== Segment start ==
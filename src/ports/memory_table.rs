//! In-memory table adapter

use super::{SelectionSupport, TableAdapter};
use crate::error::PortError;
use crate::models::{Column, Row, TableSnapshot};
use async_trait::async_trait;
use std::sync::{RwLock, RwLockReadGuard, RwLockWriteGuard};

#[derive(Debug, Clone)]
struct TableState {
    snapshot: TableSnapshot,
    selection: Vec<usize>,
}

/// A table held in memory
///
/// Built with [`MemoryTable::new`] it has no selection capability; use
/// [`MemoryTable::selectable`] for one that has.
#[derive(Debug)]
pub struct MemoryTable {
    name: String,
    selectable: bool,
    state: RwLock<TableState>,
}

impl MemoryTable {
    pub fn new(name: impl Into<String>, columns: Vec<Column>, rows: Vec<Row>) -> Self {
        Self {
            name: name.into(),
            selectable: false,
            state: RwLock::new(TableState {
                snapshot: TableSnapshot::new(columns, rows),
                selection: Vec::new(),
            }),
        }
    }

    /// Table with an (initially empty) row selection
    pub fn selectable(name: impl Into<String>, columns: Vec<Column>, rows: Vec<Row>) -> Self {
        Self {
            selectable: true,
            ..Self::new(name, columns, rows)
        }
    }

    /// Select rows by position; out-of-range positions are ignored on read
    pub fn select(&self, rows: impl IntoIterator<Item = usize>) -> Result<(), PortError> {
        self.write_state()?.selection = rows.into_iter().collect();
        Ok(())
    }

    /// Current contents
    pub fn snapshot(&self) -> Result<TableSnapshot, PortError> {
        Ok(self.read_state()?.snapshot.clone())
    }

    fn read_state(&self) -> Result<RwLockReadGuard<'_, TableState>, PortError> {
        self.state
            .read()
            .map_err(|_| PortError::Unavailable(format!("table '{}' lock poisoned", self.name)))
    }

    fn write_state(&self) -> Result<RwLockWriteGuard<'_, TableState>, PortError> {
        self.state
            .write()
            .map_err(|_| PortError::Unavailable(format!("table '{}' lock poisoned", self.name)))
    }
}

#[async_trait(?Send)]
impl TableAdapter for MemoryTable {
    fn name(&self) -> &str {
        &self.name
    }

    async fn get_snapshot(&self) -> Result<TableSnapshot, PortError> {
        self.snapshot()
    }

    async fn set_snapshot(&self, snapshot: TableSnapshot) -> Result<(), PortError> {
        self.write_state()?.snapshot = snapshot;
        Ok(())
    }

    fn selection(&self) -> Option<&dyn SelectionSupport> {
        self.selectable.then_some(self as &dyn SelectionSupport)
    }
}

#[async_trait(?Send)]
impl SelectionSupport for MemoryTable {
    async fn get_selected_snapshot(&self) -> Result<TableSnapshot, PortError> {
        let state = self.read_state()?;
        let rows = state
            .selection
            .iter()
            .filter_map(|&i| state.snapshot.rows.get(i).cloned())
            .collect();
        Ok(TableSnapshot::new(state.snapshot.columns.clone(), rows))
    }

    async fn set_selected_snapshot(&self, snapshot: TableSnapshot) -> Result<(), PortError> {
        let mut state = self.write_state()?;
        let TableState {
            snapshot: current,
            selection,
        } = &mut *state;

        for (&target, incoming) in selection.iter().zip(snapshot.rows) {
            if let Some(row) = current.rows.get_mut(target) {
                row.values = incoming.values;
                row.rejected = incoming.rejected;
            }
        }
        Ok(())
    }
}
== Segment end ==
== Segment start ==
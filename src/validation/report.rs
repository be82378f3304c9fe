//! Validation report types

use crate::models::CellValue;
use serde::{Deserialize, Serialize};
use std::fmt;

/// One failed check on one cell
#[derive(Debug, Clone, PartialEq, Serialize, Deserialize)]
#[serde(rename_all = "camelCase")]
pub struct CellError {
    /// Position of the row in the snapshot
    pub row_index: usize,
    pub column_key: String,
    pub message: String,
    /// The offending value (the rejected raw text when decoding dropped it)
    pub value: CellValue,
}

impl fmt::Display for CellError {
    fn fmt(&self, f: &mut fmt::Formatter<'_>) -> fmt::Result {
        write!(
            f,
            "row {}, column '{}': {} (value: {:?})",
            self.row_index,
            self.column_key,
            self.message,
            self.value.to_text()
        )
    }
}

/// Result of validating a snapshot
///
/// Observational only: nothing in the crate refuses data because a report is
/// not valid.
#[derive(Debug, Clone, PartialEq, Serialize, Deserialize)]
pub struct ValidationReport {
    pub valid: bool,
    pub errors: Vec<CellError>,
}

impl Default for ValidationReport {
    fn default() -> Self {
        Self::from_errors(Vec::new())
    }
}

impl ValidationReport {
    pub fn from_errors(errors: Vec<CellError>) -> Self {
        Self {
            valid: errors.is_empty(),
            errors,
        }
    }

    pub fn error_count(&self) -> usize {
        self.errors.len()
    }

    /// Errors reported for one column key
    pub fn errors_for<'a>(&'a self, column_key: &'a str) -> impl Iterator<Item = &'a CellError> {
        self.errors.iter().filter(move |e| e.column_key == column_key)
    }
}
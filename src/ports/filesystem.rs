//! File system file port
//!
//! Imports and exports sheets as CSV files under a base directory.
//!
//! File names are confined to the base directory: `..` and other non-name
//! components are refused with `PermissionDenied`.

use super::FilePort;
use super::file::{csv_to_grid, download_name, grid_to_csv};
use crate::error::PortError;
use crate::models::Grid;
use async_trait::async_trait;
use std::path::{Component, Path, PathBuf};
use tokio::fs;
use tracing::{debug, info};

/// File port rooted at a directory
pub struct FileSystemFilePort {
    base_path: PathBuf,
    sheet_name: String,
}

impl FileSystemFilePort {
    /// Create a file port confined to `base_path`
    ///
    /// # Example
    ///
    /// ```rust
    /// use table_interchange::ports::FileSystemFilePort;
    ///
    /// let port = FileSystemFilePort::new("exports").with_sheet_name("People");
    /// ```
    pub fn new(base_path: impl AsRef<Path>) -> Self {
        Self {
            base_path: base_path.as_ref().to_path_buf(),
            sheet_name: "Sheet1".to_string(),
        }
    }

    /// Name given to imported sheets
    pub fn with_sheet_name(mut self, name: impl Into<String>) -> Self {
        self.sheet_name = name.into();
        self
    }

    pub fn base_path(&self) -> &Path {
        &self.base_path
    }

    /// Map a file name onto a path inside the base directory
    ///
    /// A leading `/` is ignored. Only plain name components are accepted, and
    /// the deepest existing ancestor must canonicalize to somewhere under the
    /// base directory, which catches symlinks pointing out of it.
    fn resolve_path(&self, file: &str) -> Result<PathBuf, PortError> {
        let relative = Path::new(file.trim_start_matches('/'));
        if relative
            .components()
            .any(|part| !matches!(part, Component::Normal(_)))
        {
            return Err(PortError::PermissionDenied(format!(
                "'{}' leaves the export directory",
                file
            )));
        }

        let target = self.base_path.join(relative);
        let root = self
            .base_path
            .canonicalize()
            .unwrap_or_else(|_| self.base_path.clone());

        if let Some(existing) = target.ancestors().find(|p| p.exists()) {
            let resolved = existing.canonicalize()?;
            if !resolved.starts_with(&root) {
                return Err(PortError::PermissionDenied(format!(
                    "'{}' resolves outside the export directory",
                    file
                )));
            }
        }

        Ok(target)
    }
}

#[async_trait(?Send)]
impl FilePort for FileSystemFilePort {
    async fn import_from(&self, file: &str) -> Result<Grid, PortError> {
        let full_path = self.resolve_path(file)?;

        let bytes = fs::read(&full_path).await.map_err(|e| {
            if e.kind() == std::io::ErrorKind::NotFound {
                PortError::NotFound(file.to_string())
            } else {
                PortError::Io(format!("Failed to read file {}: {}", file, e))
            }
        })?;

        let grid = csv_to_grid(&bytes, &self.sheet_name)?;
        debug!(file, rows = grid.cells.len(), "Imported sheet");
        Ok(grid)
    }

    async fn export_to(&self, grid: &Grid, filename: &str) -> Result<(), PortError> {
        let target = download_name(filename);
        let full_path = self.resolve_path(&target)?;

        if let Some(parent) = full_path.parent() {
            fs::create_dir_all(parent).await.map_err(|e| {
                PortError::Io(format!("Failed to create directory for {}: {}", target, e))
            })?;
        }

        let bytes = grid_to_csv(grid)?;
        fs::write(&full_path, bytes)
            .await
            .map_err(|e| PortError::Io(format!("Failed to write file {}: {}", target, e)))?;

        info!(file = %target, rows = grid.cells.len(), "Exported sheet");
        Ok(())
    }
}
== Segment end ==
== Segment start ==
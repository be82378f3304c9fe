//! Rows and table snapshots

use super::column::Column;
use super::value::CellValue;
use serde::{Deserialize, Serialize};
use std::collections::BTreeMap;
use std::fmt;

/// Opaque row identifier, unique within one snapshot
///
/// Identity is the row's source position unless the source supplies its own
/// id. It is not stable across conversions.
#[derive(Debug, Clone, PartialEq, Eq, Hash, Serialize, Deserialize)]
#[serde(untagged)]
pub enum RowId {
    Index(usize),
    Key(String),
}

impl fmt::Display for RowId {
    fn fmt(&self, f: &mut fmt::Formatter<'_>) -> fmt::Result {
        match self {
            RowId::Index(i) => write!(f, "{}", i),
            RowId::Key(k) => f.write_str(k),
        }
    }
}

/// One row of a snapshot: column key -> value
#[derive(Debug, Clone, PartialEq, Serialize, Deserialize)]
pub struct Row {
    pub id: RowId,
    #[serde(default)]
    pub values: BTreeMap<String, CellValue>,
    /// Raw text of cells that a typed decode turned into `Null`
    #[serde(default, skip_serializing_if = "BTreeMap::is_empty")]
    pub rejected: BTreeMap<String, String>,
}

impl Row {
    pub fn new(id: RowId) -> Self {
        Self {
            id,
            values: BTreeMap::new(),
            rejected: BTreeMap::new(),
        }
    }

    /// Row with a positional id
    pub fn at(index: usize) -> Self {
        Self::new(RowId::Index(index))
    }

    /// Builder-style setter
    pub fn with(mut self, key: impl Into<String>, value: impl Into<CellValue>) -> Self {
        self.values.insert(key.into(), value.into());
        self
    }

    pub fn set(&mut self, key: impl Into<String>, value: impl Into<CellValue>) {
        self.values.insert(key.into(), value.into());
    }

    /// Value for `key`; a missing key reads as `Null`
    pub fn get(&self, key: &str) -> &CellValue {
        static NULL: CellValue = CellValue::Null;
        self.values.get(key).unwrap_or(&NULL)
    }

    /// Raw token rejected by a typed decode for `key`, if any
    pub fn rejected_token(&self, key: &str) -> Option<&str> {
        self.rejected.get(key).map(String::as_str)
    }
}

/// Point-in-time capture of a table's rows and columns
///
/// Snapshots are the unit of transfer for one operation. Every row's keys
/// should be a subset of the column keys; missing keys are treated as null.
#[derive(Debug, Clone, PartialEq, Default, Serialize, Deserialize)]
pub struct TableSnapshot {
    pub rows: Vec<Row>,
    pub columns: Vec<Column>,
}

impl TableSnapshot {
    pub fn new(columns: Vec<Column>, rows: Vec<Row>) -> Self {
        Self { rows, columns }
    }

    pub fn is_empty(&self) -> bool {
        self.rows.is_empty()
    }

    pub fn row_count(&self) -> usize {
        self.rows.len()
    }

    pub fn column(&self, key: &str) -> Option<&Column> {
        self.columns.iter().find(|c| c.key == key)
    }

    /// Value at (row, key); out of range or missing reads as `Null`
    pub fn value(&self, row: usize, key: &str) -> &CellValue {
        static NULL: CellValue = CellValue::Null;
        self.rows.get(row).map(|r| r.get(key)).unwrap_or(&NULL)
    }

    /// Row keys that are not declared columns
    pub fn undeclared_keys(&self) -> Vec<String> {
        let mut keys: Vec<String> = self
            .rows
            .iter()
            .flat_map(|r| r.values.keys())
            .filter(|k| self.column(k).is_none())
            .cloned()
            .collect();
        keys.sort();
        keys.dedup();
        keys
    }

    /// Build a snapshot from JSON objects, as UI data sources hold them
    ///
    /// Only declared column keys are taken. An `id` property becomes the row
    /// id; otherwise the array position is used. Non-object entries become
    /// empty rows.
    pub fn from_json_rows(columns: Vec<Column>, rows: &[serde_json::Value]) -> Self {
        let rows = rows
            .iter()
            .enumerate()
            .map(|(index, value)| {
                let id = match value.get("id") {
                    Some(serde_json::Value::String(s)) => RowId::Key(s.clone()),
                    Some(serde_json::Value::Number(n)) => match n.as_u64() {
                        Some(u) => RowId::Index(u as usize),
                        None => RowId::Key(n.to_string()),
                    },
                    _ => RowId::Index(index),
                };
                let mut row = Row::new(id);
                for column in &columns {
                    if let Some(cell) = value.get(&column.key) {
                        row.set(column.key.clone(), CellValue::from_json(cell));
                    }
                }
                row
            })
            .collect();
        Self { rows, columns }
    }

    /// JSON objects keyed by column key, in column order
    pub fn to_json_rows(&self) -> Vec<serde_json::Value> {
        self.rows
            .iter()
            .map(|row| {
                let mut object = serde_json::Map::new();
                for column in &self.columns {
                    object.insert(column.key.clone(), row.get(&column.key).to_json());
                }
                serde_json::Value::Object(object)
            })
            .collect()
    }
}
== Segment end ==
(Task directions):
For the material above, reproduce exactly the lines from the line with "async fn import_from(&self, file: &str)" to the line with "if e.kind() == std::io::ErrorKind::NotFound", inclusive, and exclude all others.

(Written solution):
    async fn import_from(&self, file: &str) -> Result<Grid, PortError> {
        let full_path = self.resolve_path(file)?;

        let bytes = fs::read(&full_path).await.map_err(|e| {
            if e.kind() == std::io::ErrorKind::NotFound {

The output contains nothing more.